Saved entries

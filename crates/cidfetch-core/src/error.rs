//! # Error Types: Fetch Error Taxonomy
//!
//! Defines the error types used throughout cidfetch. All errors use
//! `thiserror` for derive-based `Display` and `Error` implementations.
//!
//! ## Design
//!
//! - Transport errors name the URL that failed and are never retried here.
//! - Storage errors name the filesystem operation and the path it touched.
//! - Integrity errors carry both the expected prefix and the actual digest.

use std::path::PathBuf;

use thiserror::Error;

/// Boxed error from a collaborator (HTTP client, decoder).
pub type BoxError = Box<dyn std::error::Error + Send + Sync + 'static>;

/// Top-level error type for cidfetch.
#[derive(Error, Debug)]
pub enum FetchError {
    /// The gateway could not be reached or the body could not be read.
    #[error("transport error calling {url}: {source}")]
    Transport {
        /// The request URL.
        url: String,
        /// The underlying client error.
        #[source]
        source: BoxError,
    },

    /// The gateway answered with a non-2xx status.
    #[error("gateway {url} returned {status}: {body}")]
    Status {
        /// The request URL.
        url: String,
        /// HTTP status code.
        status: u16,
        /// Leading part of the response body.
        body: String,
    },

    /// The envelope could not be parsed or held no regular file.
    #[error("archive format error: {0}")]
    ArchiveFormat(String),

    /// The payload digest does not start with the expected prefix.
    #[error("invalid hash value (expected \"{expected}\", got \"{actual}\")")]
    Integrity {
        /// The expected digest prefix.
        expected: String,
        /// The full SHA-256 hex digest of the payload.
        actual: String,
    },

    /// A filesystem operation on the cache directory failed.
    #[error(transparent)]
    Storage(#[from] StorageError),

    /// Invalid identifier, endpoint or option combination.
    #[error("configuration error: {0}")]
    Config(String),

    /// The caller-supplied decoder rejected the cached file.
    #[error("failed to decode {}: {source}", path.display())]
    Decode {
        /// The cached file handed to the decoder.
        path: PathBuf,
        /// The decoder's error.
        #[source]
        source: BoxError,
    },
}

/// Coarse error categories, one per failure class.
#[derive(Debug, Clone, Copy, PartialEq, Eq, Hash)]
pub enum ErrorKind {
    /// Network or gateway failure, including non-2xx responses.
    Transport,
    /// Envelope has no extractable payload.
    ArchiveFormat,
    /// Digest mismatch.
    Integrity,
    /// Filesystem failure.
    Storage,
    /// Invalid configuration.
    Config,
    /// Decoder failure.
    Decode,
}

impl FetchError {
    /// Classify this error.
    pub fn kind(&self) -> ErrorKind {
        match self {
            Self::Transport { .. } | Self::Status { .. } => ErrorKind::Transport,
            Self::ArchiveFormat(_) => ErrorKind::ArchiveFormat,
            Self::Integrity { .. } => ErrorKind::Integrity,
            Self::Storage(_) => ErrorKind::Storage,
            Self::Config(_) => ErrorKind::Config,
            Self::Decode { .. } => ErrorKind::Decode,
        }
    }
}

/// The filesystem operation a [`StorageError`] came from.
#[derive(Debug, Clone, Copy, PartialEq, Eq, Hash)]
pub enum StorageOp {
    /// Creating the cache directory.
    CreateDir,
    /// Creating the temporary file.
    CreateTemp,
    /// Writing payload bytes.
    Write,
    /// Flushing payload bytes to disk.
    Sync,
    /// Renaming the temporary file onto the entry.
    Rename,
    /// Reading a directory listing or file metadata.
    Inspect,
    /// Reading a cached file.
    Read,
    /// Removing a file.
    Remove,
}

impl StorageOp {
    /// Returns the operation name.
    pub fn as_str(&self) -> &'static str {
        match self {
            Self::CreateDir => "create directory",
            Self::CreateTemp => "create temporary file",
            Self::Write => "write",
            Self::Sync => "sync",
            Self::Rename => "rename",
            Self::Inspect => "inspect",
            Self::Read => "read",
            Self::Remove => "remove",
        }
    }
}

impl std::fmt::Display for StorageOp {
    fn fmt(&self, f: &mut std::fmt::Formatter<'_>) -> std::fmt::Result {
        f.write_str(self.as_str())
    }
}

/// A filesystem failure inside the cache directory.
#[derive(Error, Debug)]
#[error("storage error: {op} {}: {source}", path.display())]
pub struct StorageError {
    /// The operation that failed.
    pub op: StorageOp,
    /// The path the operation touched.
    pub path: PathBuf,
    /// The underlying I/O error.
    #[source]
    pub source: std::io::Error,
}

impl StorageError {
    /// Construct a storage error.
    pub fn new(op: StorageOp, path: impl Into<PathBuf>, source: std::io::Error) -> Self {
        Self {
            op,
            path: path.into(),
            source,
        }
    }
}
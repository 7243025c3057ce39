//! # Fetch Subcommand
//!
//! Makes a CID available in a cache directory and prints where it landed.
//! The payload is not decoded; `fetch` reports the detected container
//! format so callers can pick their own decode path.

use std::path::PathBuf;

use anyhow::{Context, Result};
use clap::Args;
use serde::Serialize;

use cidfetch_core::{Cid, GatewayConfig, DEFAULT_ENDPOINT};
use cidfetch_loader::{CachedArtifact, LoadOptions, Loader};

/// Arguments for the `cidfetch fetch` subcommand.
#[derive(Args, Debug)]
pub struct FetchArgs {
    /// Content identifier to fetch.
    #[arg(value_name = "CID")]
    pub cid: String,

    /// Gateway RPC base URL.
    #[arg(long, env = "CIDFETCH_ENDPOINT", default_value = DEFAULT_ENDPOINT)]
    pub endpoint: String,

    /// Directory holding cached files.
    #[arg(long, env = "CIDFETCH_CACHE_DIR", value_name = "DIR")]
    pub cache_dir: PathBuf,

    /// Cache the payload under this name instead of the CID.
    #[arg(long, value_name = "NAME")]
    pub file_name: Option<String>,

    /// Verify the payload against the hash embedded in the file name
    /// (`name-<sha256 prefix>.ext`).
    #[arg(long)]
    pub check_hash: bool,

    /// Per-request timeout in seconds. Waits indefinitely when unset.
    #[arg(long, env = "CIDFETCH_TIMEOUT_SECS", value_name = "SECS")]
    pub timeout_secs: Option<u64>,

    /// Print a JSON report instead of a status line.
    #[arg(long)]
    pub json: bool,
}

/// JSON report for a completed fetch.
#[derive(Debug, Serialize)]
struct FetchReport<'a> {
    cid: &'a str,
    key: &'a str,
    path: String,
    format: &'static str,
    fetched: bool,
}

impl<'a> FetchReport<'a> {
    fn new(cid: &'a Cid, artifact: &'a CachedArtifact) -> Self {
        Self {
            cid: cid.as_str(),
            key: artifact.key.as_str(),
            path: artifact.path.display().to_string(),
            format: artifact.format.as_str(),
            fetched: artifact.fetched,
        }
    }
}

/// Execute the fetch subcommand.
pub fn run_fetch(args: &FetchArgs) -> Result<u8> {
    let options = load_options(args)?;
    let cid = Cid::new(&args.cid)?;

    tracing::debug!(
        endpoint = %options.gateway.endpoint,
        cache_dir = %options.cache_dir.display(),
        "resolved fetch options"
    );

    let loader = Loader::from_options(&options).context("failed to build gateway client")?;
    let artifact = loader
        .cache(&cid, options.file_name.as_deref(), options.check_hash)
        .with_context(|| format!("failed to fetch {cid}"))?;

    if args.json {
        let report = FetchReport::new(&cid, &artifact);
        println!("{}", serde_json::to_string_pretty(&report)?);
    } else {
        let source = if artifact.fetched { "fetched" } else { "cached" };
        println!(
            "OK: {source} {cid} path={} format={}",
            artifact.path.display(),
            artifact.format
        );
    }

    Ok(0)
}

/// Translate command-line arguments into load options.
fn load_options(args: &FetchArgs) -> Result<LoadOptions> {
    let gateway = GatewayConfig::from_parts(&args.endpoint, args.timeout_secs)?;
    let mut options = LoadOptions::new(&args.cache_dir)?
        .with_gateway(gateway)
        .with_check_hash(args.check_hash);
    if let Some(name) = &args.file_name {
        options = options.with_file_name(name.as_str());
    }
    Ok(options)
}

## Work to be completed
Lines holding the string "long" must be copied out of the entries above.

## Exercise solution
    #[arg(long, env = "CIDFETCH_ENDPOINT", default_value = DEFAULT_ENDPOINT)]
    #[arg(long, env = "CIDFETCH_CACHE_DIR", value_name = "DIR")]
    #[arg(long, value_name = "NAME")]
    #[arg(long)]
    #[arg(long, env = "CIDFETCH_TIMEOUT_SECS", value_name = "SECS")]
    #[arg(long)]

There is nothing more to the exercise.